Szwajcarzy liczą też na wsparcie brazylijskiej części widowni, która zapewne nie będzie dobrze życzyć odwiecznym rywalom "Canarinhos".
- Odkąd przebywamy w Brazylii na każdym kroku czuć rywalizację między gospodarzami a Argentyną - przyznał bramkarz Diego Benaglio.
W ekipie szwajcarskiej zabraknie dwóch kontuzjowanych piłkarzy - obrońcy Steve'a von Bergena i napastnika Mario Gavranovica.

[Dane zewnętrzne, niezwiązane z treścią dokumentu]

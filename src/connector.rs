//! Deduplicated upstream connection attempts.
//!
//! During reconnect storms several callers (drain loop, alarm reducer,
//! request handlers) may all want the upstream socket at once. The connector
//! guarantees at most one connect attempt is in flight: the first caller
//! runs it, everyone else awaits the same outcome.

use crate::error::{Error, Result};
use crate::upstream::UpstreamHandle;
use std::future::Future;
use tokio::sync::{watch, Mutex};

type ConnectOutcome = std::result::Result<UpstreamHandle, String>;

#[derive(Default)]
struct Slot {
    current: Option<UpstreamHandle>,
    inflight: Option<watch::Receiver<Option<ConnectOutcome>>>,
}

#[derive(Default)]
pub struct DedupedConnector {
    slot: Mutex<Slot>,
}

impl DedupedConnector {
    pub fn new() -> Self {
        Self::default()
    }

    /// The current handle, if the socket is still open.
    pub async fn current(&self) -> Option<UpstreamHandle> {
        let mut slot = self.slot.lock().await;
        match &slot.current {
            Some(h) if h.is_open() => Some(h.clone()),
            Some(_) => {
                slot.current = None;
                None
            }
            None => None,
        }
    }

    /// Return the open socket, join an in-flight attempt, or run a fresh one.
    /// Failures propagate to every awaiter.
    pub async fn connect<F, Fut>(&self, connect_fn: F) -> Result<UpstreamHandle>
    where
        F: FnOnce() -> Fut,
        Fut: Future<Output = Result<UpstreamHandle>>,
    {
        let tx = {
            let mut slot = self.slot.lock().await;
            if let Some(h) = &slot.current {
                if h.is_open() {
                    return Ok(h.clone());
                }
                slot.current = None;
            }
            if let Some(rx) = &slot.inflight {
                let mut rx = rx.clone();
                drop(slot);
                return Self::await_outcome(&mut rx).await;
            }
            let (tx, rx) = watch::channel(None);
            slot.inflight = Some(rx);
            tx
        };

        let outcome = connect_fn().await;
        let result = {
            let mut slot = self.slot.lock().await;
            slot.inflight = None;
            match outcome {
                Ok(handle) => {
                    slot.current = Some(handle.clone());
                    let _ = tx.send(Some(Ok(handle.clone())));
                    Ok(handle)
                }
                Err(e) => {
                    let msg = e.to_string();
                    let _ = tx.send(Some(Err(msg.clone())));
                    Err(Error::UpstreamUnavailable(msg))
                }
            }
        };
        result
    }

    /// Remove and return the current handle (for teardown).
    pub async fn take(&self) -> Option<UpstreamHandle> {
        self.slot.lock().await.current.take()
    }

    async fn await_outcome(
        rx: &mut watch::Receiver<Option<ConnectOutcome>>,
    ) -> Result<UpstreamHandle> {
        loop {
            if let Some(outcome) = rx.borrow().clone() {
                return outcome.map_err(Error::UpstreamUnavailable);
            }
            if rx.changed().await.is_err() {
                return Err(Error::UpstreamUnavailable(
                    "connect attempt abandoned".into(),
                ));
            }
        }
    }
}

#[cfg(test)]
mod tests {
    use super::*;
    use std::sync::atomic::{AtomicUsize, Ordering};
    use std::sync::Arc;
    use std::time::Duration;

    #[tokio::test]
    async fn test_concurrent_callers_share_one_attempt() {
        let connector = Arc::new(DedupedConnector::new());
        let attempts = Arc::new(AtomicUsize::new(0));

        let mut handles = Vec::new();
        for _ in 0..4 {
            let connector = connector.clone();
            let attempts = attempts.clone();
            handles.push(tokio::spawn(async move {
                connector
                    .connect(|| async move {
                        attempts.fetch_add(1, Ordering::SeqCst);
                        tokio::time::sleep(Duration::from_millis(50)).await;
                        let (handle, _rx) = UpstreamHandle::pipe(8);
                        Ok(handle)
                    })
                    .await
            }));
        }
        for h in handles {
            assert!(h.await.unwrap().is_ok());
        }
        assert_eq!(attempts.load(Ordering::SeqCst), 1);
    }

    #[tokio::test]
    async fn test_open_socket_returned_without_attempt() {
        let connector = DedupedConnector::new();
        let (handle, _rx) = UpstreamHandle::pipe(8);
        let first = connector
            .connect(|| async move { Ok(handle) })
            .await
            .unwrap();
        let second = connector
            .connect(|| async move {
                panic!("should not run");
            })
            .await
            .unwrap();
        assert!(first.is_open());
        assert!(second.is_open());
    }

    #[tokio::test]
    async fn test_failure_propagates_to_all_awaiters() {
        let connector = Arc::new(DedupedConnector::new());
        let c1 = connector.clone();
        let t1 = tokio::spawn(async move {
            c1.connect(|| async {
                tokio::time::sleep(Duration::from_millis(30)).await;
                Err(crate::error::Error::UpstreamUnavailable("boom".into()))
            })
            .await
        });
        tokio::time::sleep(Duration::from_millis(5)).await;
        let c2 = connector.clone();
        let t2 = tokio::spawn(async move {
            c2.connect(|| async {
                panic!("second attempt must not start while one is in flight");
            })
            .await
        });
        assert!(t1.await.unwrap().is_err());
        assert!(t2.await.unwrap().is_err());
    }

    #[tokio::test]
    async fn test_closed_socket_triggers_fresh_attempt() {
        let connector = DedupedConnector::new();
        let (handle, _rx) = UpstreamHandle::pipe(8);
        handle.mark_closed();
        let first = connector
            .connect(|| async move { Ok(handle) })
            .await
            .unwrap();
        assert!(!first.is_open());
        // current() prunes it, and connect runs a new attempt.
        assert!(connector.current().await.is_none());
        let ran = Arc::new(AtomicUsize::new(0));
        let ran_clone = ran.clone();
        let _ = connector
            .connect(|| async move {
                ran_clone.fetch_add(1, Ordering::SeqCst);
                let (h, _rx) = UpstreamHandle::pipe(8);
                Ok(h)
            })
            .await
            .unwrap();
        assert_eq!(ran.load(Ordering::SeqCst), 1);
    }
}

W Sao Paulo dojdzie do pojedynku Lionela Messiego z "alpejskim Messim", jak nazywany jest w ojczyźnie Xherdan Shaqiri. Obaj błysnęli już w tym turnieju. Kapitan i lider Argentyny w każdym z dotychczasowych spotkań trafił do siatki i uzyskał cztery gole. Z kolei Szwajcar popisał się hat-trickiem w meczu z Hondurasem, który decydował o awansie jego zespołu do 1/8 finału.
"Messi-oryginał" ma dobre wspomnienia z rywalizacji ze Szwajcarami. W 2012 roku, w meczu towarzyskim w Bernie, zaliczył hat-trick, pierwszy w narodowych barwach. Honorową bramkę dla gospodarzy zdobył wówczas... Shaqiri.
- Mamy świadomość, że Messi to piłkarz, którego nie da się całkowicie wyłączyć z gry, zatrzymać. Można go podglądać, analizować jego grę, ale on potrafi w decydującym momencie i tak zagrać w sposób całkowicie nieobliczalny, nieoczekiwany - ocenił szwajcarski bramkarz.
Trener reprezentacji Argentyny: teraz najważniejszą rolę odgrywa głowa
SNTV/x-news
Messiemu w ataku nie będzie partnerował najbliższy kolega z kadry - Sergio Aguero, który z powodu kontuzji nie zagra już do końca mundialu. Zastąpi go Ezequiel Lavezzi. Będzie on jednak ustawiony raczej za duetem napastników, który wraz z gwiazdorem Barcelony stworzy Gonzalo Higuain.
Ta trójka, plus Angel Di Maria, Javier Mascherano i Martin Demichelis, na ostatnich treningach ostro ćwiczyła "jedenastki". Seria rzutów karnych decydowała o losach już dwóch z czterech potyczek w 1/8 finału tegorocznym mundialu. Argentyńczycy cztery razy musieli strzelać karne. Trzykrotnie przechylili w ten sposób szalę zwycięstwa na swoją stronę, a raz - osiem lat w temu w Niemczech - nie sprostali gospodarzom.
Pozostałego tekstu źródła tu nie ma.